As snow piled up in the streets, music director Paavo Järvi led the Cincinnati Symphony in music by Grieg, Sibelius and Aulis Sallinen.
Pianist Lars Vogt performed Grieg’s Piano Concerto in A Minor. Järvi conducted Sibelius’ Symphony No. 5 and Sallinen’s Symphony No. 8 ("Autumnal Fragments"). It was the U.S. premiere of the Sallinen.
They will perform the same program Monday evening at New York’s Carnegie Hall.
The snow would have been fitting if it hadn’t been so inconvenient. Attendance was low - there were even some brownies left over after the complimentary buffet dinner - and the empty seats made the mismatch between 3,500-seat Music Hall and the CSO even more glaringly apparent.
Everyone played exceedingly well, but how much more exciting it would have been if the performance had been as intimate as the ones they gave in the smaller halls of Europe in the fall. Musicians take energy from their audiences and having them close and in sufficient numbers is performance-enhancing. Something must be done to re-configure Music Hall to the needs of this great orchestra (until then, Cincinnati doesn’t know what it’s missing).
Järvi led the world premiere of the Sallinen with Amsterdam’s Royal Concertgebouw Orchestra in April. Cast in a single movement (20 minutes), it is autumnal, if not tragic. The harmony is tonal. Sallinen, elder statesman of Finnish music, adopted tonality in the 1970s after an earlier experimental period. The scoring is vivid and keenly expressive.
It opens mysteriously with soft taps of wood block. The strings sound a hopeful, questing melody, which is answered by despairing chords in the brass. New ideas are taken up and old ones take new forms. The effect is of a dispute that remains unresolved. Hope seems quashed as timpani and bass drum begin tolling and the texture dissolves into a soft string lament and ambiguous harmonies (Sallinen re-wrote the ending after 911).
German born Vogt showed himself a gentle giant in the Grieg, giving its big moments thunderous expression and touching the deep recesses of the heart at quieter ones. Järvi’s accompaniment was pinpoint precise and closely tailored to Vogt’s ideas – in the first movement, he followed Vogt’s cadenza with a soft, magical extension. Visiting principal hornist John Zirbel of the Montreal Symphony helped paint a winter sunset in the Adagio and associate principal flutist Kyril Magg pealed out the flute solo in the finale.

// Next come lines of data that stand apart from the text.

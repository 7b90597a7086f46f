// Copyright 2025 the Canopy Authors
// SPDX-License-Identifier: Apache-2.0 OR MIT

//! Canopy Pointer: authoritative per-pointer input state.
//!
//! This crate records, for every pointer id, where the pointer last was, which
//! panel it was over, and which buttons are held. Locations are partitioned by
//! a [`PointerContext`] so that two input contexts running side by side (an
//! editor tool surface and an in-application player surface) never see each
//! other's pointer positions.
//!
//! The state lives in an explicit [`PointerInputState`] value that the host
//! constructs once and passes by reference to dispatch code. There are no
//! globals; call [`PointerInputState::reset`] between tests.
//!
//! ## Example
//!
//! ```rust
//! use kurbo::{Point, Rect};
//! use canopy_pointer::{
//!     LocationFlags, PanelBounds, PanelId, PointerContext, PointerInputState, pointer_id,
//! };
//!
//! struct Panel;
//! impl PanelBounds for Panel {
//!     fn panel_id(&self) -> PanelId { PanelId::new(1) }
//!     fn root_layout(&self) -> Rect { Rect::new(0.0, 0.0, 100.0, 100.0) }
//! }
//!
//! let mut state = PointerInputState::new();
//! state.save_pointer_position(
//!     pointer_id::MOUSE,
//!     Point::new(150.0, 20.0),
//!     Some(&Panel),
//!     PointerContext::Player,
//! );
//! assert!(state.has_location_flag(pointer_id::MOUSE, PointerContext::Player, LocationFlags::OUTSIDE_PANEL));
//!
//! state.press_button(pointer_id::MOUSE, 0);
//! state.press_button(pointer_id::MOUSE, 2);
//! assert_eq!(state.pressed_buttons(pointer_id::MOUSE), 0b101);
//! assert!(state.has_additional_pressed_buttons(pointer_id::MOUSE, 0));
//! ```
//!
//! ## Threading
//!
//! The state is meant to be owned by the UI thread. It performs no locking;
//! hosts that touch it from several threads must confine it themselves.
//!
//! This crate is `no_std` and uses `alloc`.

#![no_std]

extern crate alloc;

mod id;
mod state;

pub use id::{PanelBounds, PanelId, PointerContext, PointerType, pointer_id};
pub use state::{LocationFlags, PointerConfig, PointerInputState};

This reviewer was spoiled by Järvi’s revelatory Sibelius Fifth at Madrid’s 2,300-seat Auditorio Nacional in November. Thursday’s reading was marked by his typically extraordinary attention to detail and textural color. The second movement was delightfully playful, and he mined the finale for its formidable emotive punch. Kudos to principal bassoonist William Winstead for his ruminative solo in the first movement.
Repeats are 11 a.m. today, 8 p.m. Saturday at Music Hall.